As suspeitas sobre irregularidades na contratação de vacinas têm preocupado servidores da Saúde, que, com receio de terem seus nomes envolvidos em escândalos, passaram a analisar cada vírgula de documentos que assinam.

Auxiliares de Bolsonaro discutem nos bastidores como blindar o presidente das recentes denúncias contra seu governo em relação a contratos de vacinação. As crises constantes têm atingido uma de suas bandeiras eleitorais: a de que não haveria irregularidades em sua gestão.

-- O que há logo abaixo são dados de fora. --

use std::sync::{Arc, RwLockReadGuard};

use log::debug;

use crate::coefficient::Ring;
use crate::einsum::contraction::ContractionSpec;
use crate::error::RingTensorError;
use crate::tensor::iter_utils::NdIndexIter;
use crate::tensor::Tensor;
use crate::tensor_data::TensorData;

/// How one input addresses its storage as a function of label values.
///
/// Repeated labels on the input have their strides added together, which is
/// what makes `"ii"` walk the diagonal.
struct InputAddressing {
    offset: isize,
    free_strides: Vec<isize>,
    contracted_strides: Vec<isize>,
}

impl InputAddressing {
    fn new<R: Ring>(td: &TensorData<R>, labels: &[usize], free: &[usize], contracted: &[usize]) -> Self {
        let stride_of = |label: usize| -> isize {
            labels
                .iter()
                .zip(td.strides.iter())
                .filter(|(&l, _)| l == label)
                .map(|(_, &s)| s)
                .sum()
        };
        InputAddressing {
            offset: td.offset as isize,
            free_strides: free.iter().map(|&l| stride_of(l)).collect(),
            contracted_strides: contracted.iter().map(|&l| stride_of(l)).collect(),
        }
    }
}

fn dot(index: &[usize], strides: &[isize]) -> isize {
    index.iter().zip(strides.iter()).map(|(&i, &s)| i as isize * s).sum()
}

fn validate<R: Ring>(tensors: &[&Tensor<R>], spec: &ContractionSpec) -> Result<(), RingTensorError> {
    if tensors.is_empty() {
        return Err(RingTensorError::MalformedContractionSpec(
            "contraction needs at least one input".to_string(),
        ));
    }
    if tensors.len() != spec.inputs().len() {
        return Err(RingTensorError::MalformedContractionSpec(format!(
            "spec describes {} inputs but {} tensors were given",
            spec.inputs().len(),
            tensors.len()
        )));
    }
    for (k, (tensor, labels)) in tensors.iter().zip(spec.inputs().iter()).enumerate() {
        let shape = &tensor.read_data().shape;
        if shape.len() != labels.len() {
            return Err(RingTensorError::MalformedContractionSpec(format!(
                "input {} has rank {} but {} labels",
                k,
                shape.len(),
                labels.len()
            )));
        }
        for (&label, &dim) in labels.iter().zip(shape.iter()) {
            let bound = spec.sizes()[label];
            if bound != dim {
                return Err(RingTensorError::LabelSizeConflict {
                    label: label.to_string(),
                    first: bound,
                    second: dim,
                });
            }
        }
    }
    Ok(())
}

/// Executes a contraction.
///
/// For every assignment of the free labels (in output-axis order) the engine
/// sums, over every assignment of the contracted labels, the product of the
/// addressed input elements. Products start from the model's `one` and sums
/// from its `zero`, so a zero-sized contracted label yields zeros and a spec
/// without contracted labels is a pure product. Arithmetic uses the first
/// input's coefficient model. Inputs are only read; the result owns fresh
/// storage.
///
/// # Errors
/// `MalformedContractionSpec` if the tensor count or a rank disagrees with the
/// spec, `LabelSizeConflict` if an axis size disagrees with its label's size,
/// `LockError` if a storage lock is poisoned.
pub fn contract<R: Ring>(
    tensors: &[&Tensor<R>],
    spec: &ContractionSpec,
) -> Result<Tensor<R>, RingTensorError> {
    validate(tensors, spec)?;

    let ring = tensors[0].read_data().ring.clone();
    let free: Vec<usize> = spec.output().to_vec();
    let contracted = spec.contracted_labels();
    let free_shape = spec.output_shape();
    let contracted_shape: Vec<usize> = contracted.iter().map(|&l| spec.sizes()[l]).collect();

    let addressing: Vec<InputAddressing> = tensors
        .iter()
        .zip(spec.inputs().iter())
        .map(|(t, labels)| InputAddressing::new(t.read_data(), labels, &free, &contracted))
        .collect();

    // One read guard per distinct buffer: two views of the same storage must
    // not take the same read lock twice.
    let mut guards: Vec<RwLockReadGuard<'_, Vec<R::Element>>> = Vec::new();
    let mut guard_of: Vec<usize> = Vec::with_capacity(tensors.len());
    for (k, tensor) in tensors.iter().enumerate() {
        let buffer = tensor.read_data().buffer();
        let shared = tensors[..k]
            .iter()
            .position(|earlier| Arc::ptr_eq(earlier.read_data().buffer(), buffer));
        match shared {
            Some(j) => guard_of.push(guard_of[j]),
            None => {
                guard_of.push(guards.len());
                guards.push(buffer.read()?);
            }
        }
    }

    let terms: usize = contracted_shape.iter().product();
    debug!(
        "contract: {} inputs, {} free labels {:?}, {} contracted labels {:?}, {} terms per output element",
        tensors.len(),
        free.len(),
        free_shape,
        contracted.len(),
        contracted_shape,
        terms
    );

    let numel: usize = free_shape.iter().product();
    let mut values = Vec::with_capacity(numel);
    let mut bases = vec![0isize; tensors.len()];
    for free_index in NdIndexIter::new(&free_shape) {
        for (base, addr) in bases.iter_mut().zip(addressing.iter()) {
            *base = addr.offset + dot(&free_index, &addr.free_strides);
        }
        let mut acc = ring.zero();
        for contracted_index in NdIndexIter::new(&contracted_shape) {
            let mut product = ring.one();
            for (k, addr) in addressing.iter().enumerate() {
                let slot = (bases[k] + dot(&contracted_index, &addr.contracted_strides)) as usize;
                product = ring.mul(&product, &guards[guard_of[k]][slot]);
            }
            acc = ring.add(&acc, &product);
        }
        values.push(acc);
    }
    drop(guards);

    Ok(Tensor::from_data(TensorData::new(values, free_shape, ring)?))
}

#[cfg(test)]
#[path = "engine_test.rs"]
mod tests;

Nesta quarta-feira, Bolsonaro ignorou a denúncia de oferta de propina na compra de vacina e afirmou que mentiras não vão tirá-lo do Planalto, referindo-se ainda à CPI da Covid no Senado como "CPI de bandidos".

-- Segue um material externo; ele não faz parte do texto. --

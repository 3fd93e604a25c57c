use super::*;
use crate::coefficient::Integers;

fn arange(shape: &[usize]) -> Tensor<Integers<i64>> {
    let numel: usize = shape.iter().product();
    Tensor::from_vec((0..numel as i64).collect(), shape.to_vec(), Integers::new()).unwrap()
}

#[test]
fn test_slice_basic() {
    let t = arange(&[2, 2, 3]);
    let sliced = t
        .slice(&[SliceArg::range(0, 1), SliceArg::range(0, 2), SliceArg::range(1, 3)])
        .unwrap();
    assert_eq!(sliced.shape(), vec![1, 2, 2]);
    assert_eq!(sliced.to_vec().unwrap(), vec![1, 2, 4, 5]);
    assert!(sliced.shares_storage_with(&t));
}

#[test]
fn test_slice_index_drops_axis() {
    let t = arange(&[3, 4]);
    let row = t.slice(&[SliceArg::Index(1)]).unwrap();
    assert_eq!(row.shape(), vec![4]);
    assert_eq!(row.to_vec().unwrap(), vec![4, 5, 6, 7]);

    let col = t.slice(&[SliceArg::Full, SliceArg::Index(-1)]).unwrap();
    assert_eq!(col.shape(), vec![3]);
    assert_eq!(col.to_vec().unwrap(), vec![3, 7, 11]);
}

#[test]
fn test_slice_negative_step_reverses() {
    let t = arange(&[2, 3]);
    let rev = t.slice(&[SliceArg::reversed(), SliceArg::reversed()]).unwrap();
    assert_eq!(rev.strides(), vec![-3, -1]);
    assert_eq!(rev.to_vec().unwrap(), vec![5, 4, 3, 2, 1, 0]);

    let every_other = arange(&[6]).slice(&[SliceArg::stepped(Some(5), None, -2)]).unwrap();
    assert_eq!(every_other.to_vec().unwrap(), vec![5, 3, 1]);
}

#[test]
fn test_slice_empty_dim() {
    let t = arange(&[2, 2, 3]);
    let sliced = t.slice(&[SliceArg::range(1, 1)]).unwrap();
    assert_eq!(sliced.shape(), vec![0, 2, 3]);
    assert_eq!(sliced.numel(), 0);
    assert!(sliced.to_vec().unwrap().is_empty());
}

#[test]
fn test_slice_ellipsis_and_new_axis() {
    let t = arange(&[2, 3, 4]);
    let last = t.slice(&[SliceArg::Ellipsis, SliceArg::Index(0)]).unwrap();
    assert_eq!(last.shape(), vec![2, 3]);
    assert_eq!(last.to_vec().unwrap(), vec![0, 4, 8, 12, 16, 20]);

    let expanded = t.slice(&[SliceArg::NewAxis, SliceArg::Ellipsis]).unwrap();
    assert_eq!(expanded.shape(), vec![1, 2, 3, 4]);

    let double = t.slice(&[SliceArg::Ellipsis, SliceArg::Ellipsis]);
    assert!(matches!(double, Err(RingTensorError::SliceError { .. })));
}

#[test]
fn test_slice_errors() {
    let t = arange(&[2, 2]);
    assert!(matches!(
        t.slice(&[SliceArg::Index(2)]),
        Err(RingTensorError::IndexOutOfBounds { .. })
    ));
    assert!(matches!(
        t.slice(&[SliceArg::Index(-3)]),
        Err(RingTensorError::IndexOutOfBounds { .. })
    ));
    assert_eq!(
        t.slice(&[SliceArg::Full, SliceArg::Full, SliceArg::Full]).unwrap_err(),
        RingTensorError::RankMismatch { expected: 2, actual: 3 }
    );
    assert!(matches!(
        t.slice(&[SliceArg::stepped(None, None, 0)]),
        Err(RingTensorError::SliceError { .. })
    ));
}

#[test]
fn test_slice_write_aliases_source() {
    let t = arange(&[3, 3]);
    let view = t.slice(&[SliceArg::range(1, 3), SliceArg::stepped(None, None, 2)]).unwrap();
    assert_eq!(view.to_vec().unwrap(), vec![3, 5, 6, 8]);

    view.set(&[1, 1], 100).unwrap();
    assert_eq!(t.get(&[2, 2]).unwrap(), 100);

    t.set(&[1, 0], -7).unwrap();
    assert_eq!(view.get(&[0, 0]).unwrap(), -7);

    // An overlapping view sees both writes.
    let other = t.slice(&[SliceArg::Full, SliceArg::Index(-1)]).unwrap();
    assert_eq!(other.to_vec().unwrap(), vec![2, 5, 100]);
}

#[test]
fn test_slice_huge_steps_select_one_end() {
    let t = arange(&[5]);
    let first = slice_op(&t, &[SliceArg::stepped(None, None, isize::MAX)]).unwrap();
    assert_eq!(first.shape(), vec![1]);
    assert_eq!(first.to_vec().unwrap(), vec![0]);
    let last = slice_op(&t, &[SliceArg::stepped(None, None, isize::MIN)]).unwrap();
    assert_eq!(last.to_vec().unwrap(), vec![4]);
}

“Não conseguem nos atingir. Não vai ser com mentiras ou com CPI, integrada por sete bandidos, que vão nos tirar daqui. Temos uma missão pela frente: conduzir o destino da nossa nação e zelar pelo bem-estar e pelo progresso do nosso povo”, disse em discurso de improviso durante visita a Ponta Porã (MS).

Reservadamente, assessores presidenciais criticam a demora do Planalto em reagir a turbulências, sobretudo as que envolvem a CPI. Um exemplo é a queda de Dias, que só foi exonero após a denúncia de pedido de propina.

O mesmo tem ocorrido em relação ao líder do governo na Câmara, Ricardo Barros (PP-PR), apontado como um dos fiadores da indicação de Dias. Bolsonaro resiste em tirá-lo do posto, à espera de que o próprio deputado abra mão.

Diante do agravamento da crise envolvendo a compra das vacinas, o presidente passou a evitar até mesmo seus apoiadores, que às vezes o colocam em saia-justa com perguntas delicadas. Desde terça-feira (29), os eleitores bolsonaristas não estão sendo autorizados a entrar no Palácio da Alvorada.

Ao mesmo tempo, Bolsonaro sofre pressão no Congresso. Em um aceno no dia em que um superpedido de impeachment contra ele foi protocolado na Câmara, o presidente agradeceu a parceria na aprovação de projetos a quem chamou de "amigos do Poder Legislativo".